Despite large differences in the fabrication of the two echo-sounder systems, their use, specifications and costs, results of the inter-calibration survey, as quantified by the FISH programme, demonstrate the ability of a Furuno RFF to produce comparable outputs to the SES used in this assessment. This is strongly encouraging for marine ecology studies that require estimates of prey distribution and relative abundance but lack the budget or expertise to use SES systems.

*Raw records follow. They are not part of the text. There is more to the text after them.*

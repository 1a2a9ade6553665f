//! Schema-transaction channel
//!
//! The boundary to the database that actually runs schema transactions. The
//! live network driver lives outside this crate; [`MemoryChannel`] backs dry
//! runs, the HTTP surface and tests.

use crate::error::{GovResult, GovernanceError};
use crate::schema::CapabilitySnapshot;
use chrono::{DateTime, Utc};
use serde::Serialize;
use std::collections::HashMap;
use std::future::Future;
use tokio::sync::Mutex;
use tracing::{debug, info};

/// Bookkeeping row written after each applied migration
#[derive(Debug, Clone, PartialEq, Eq, Serialize)]
#[serde(rename_all = "camelCase")]
pub struct VersionRecord {
    pub ordinal: u32,
    pub git_commit: String,
    pub applied_at: DateTime<Utc>,
}

/// Operations the migration engine needs from a database.
///
/// `execute_schema` must be all-or-nothing: on error no part of the body may
/// be visible afterwards.
pub trait SchemaChannel: Send + Sync {
    fn database_exists(&self, db: &str) -> impl Future<Output = GovResult<bool>> + Send;

    fn create_database(&self, db: &str) -> impl Future<Output = GovResult<()>> + Send;

    fn delete_database(&self, db: &str) -> impl Future<Output = GovResult<()>> + Send;

    /// Highest recorded schema-version ordinal, 0 when none
    fn current_ordinal(&self, db: &str) -> impl Future<Output = GovResult<u32>> + Send;

    fn execute_schema(&self, db: &str, body: &str) -> impl Future<Output = GovResult<()>> + Send;

    fn record_version(
        &self,
        db: &str,
        record: VersionRecord,
    ) -> impl Future<Output = GovResult<()>> + Send;
}

/// Create `db` if absent. Safe to call again after a retry.
///
/// Returns `true` when the database was created by this call.
pub async fn ensure_database<C: SchemaChannel>(channel: &C, db: &str) -> GovResult<bool> {
    if channel.database_exists(db).await? {
        info!("Database exists: {}", db);
        return Ok(false);
    }
    channel.create_database(db).await?;
    info!("Created database: {}", db);
    Ok(true)
}

/// Delete `db` if present, then ensure it exists again
pub async fn recreate_database<C: SchemaChannel>(channel: &C, db: &str) -> GovResult<()> {
    if channel.database_exists(db).await? {
        channel.delete_database(db).await?;
        info!("Database deleted: {}", db);
    }
    ensure_database(channel, db).await?;
    Ok(())
}

#[derive(Debug, Default, Clone)]
struct MemoryDatabase {
    schema: String,
    snapshot: CapabilitySnapshot,
    versions: Vec<VersionRecord>,
}

/// In-process channel that tracks the accumulated schema per database
#[derive(Debug, Default)]
pub struct MemoryChannel {
    databases: Mutex<HashMap<String, MemoryDatabase>>,
    offline: bool,
}

impl MemoryChannel {
    pub fn new() -> Self {
        Self::default()
    }

    /// A channel whose every call fails with a connectivity error
    #[cfg(test)]
    pub fn offline() -> Self {
        Self {
            databases: Mutex::new(HashMap::new()),
            offline: true,
        }
    }

    /// Pre-populate a database at a given ordinal
    pub async fn seed(&self, db: &str, ordinal: u32) {
        let mut databases = self.databases.lock().await;
        let entry = databases.entry(db.to_string()).or_default();
        if ordinal > 0 {
            entry.versions.push(VersionRecord {
                ordinal,
                git_commit: "seed".to_string(),
                applied_at: Utc::now(),
            });
        }
    }

    pub async fn snapshot(&self, db: &str) -> Option<CapabilitySnapshot> {
        self.databases.lock().await.get(db).map(|d| d.snapshot.clone())
    }

    pub async fn versions(&self, db: &str) -> Vec<VersionRecord> {
        self.databases
            .lock()
            .await
            .get(db)
            .map(|d| d.versions.clone())
            .unwrap_or_default()
    }

    fn online(&self) -> GovResult<()> {
        if self.offline {
            return Err(GovernanceError::Connectivity(
                "schema channel is offline".to_string(),
            ));
        }
        Ok(())
    }

    fn missing(db: &str) -> GovernanceError {
        GovernanceError::NotFound(format!("database '{}'", db))
    }
}

impl SchemaChannel for MemoryChannel {
    async fn database_exists(&self, db: &str) -> GovResult<bool> {
        self.online()?;
        Ok(self.databases.lock().await.contains_key(db))
    }

    async fn create_database(&self, db: &str) -> GovResult<()> {
        self.online()?;
        self.databases
            .lock()
            .await
            .entry(db.to_string())
            .or_default();
        Ok(())
    }

    async fn delete_database(&self, db: &str) -> GovResult<()> {
        self.online()?;
        self.databases.lock().await.remove(db);
        Ok(())
    }

    async fn current_ordinal(&self, db: &str) -> GovResult<u32> {
        self.online()?;
        let databases = self.databases.lock().await;
        let database = databases.get(db).ok_or_else(|| Self::missing(db))?;
        Ok(database.versions.iter().map(|v| v.ordinal).max().unwrap_or(0))
    }

    async fn execute_schema(&self, db: &str, body: &str) -> GovResult<()> {
        self.online()?;
        let mut databases = self.databases.lock().await;
        let database = databases.get_mut(db).ok_or_else(|| Self::missing(db))?;

        let combined = format!("{}\n{}", database.schema, body);
        // parse before touching state so a failed body leaves nothing behind
        let snapshot = CapabilitySnapshot::extract(&combined)?;
        database.schema = combined;
        database.snapshot = snapshot;
        debug!(db, types = database.snapshot.owns_of.len(), "Schema transaction committed");
        Ok(())
    }

    async fn record_version(&self, db: &str, record: VersionRecord) -> GovResult<()> {
        self.online()?;
        let mut databases = self.databases.lock().await;
        let database = databases.get_mut(db).ok_or_else(|| Self::missing(db))?;
        database.versions.push(record);
        Ok(())
    }
}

Our study has demonstrated the ability of the FISH programme to extract accurate estimates of school depth and size (i.e. school area). These parameters can provide valuable inputs into marine ecology studies. For instance, the vertical location of prey is significant in terms of its accessibility in relation to a predators maximum and optimal dive depths [35,36] and school depth relative to the seabed (i.e. school altitude) is likely to affect predators that pursue their prey from below, e.g. baleen whales [37], seals [38] and penguins [39,40]. School depth and altitude data have proven to be effective acoustic determinants of pelagic fish species identification in South Africa, especially when coupled with ancillary data (i.e. location, sea surface temperature and time of day) although the use of this information needs to be calibrated for the region of interest and the period during which the surveys take place [27]. The frequency and distribution of schools of different sizes can be used to test hypothesis related to school encounter and detectability rates and hunting success. For example, [41] inferred the tendency of African Penguins to target small schools of anchovy and postulated the benefits in terms of increased encounter rates when compared to larger more patchy schools. We have conducted simultaneous bio-logger deployments of African Penguins and pelagic fish surveys to further explore and test some of the above-mentioned hypotheses using school descriptors derived from our RFF.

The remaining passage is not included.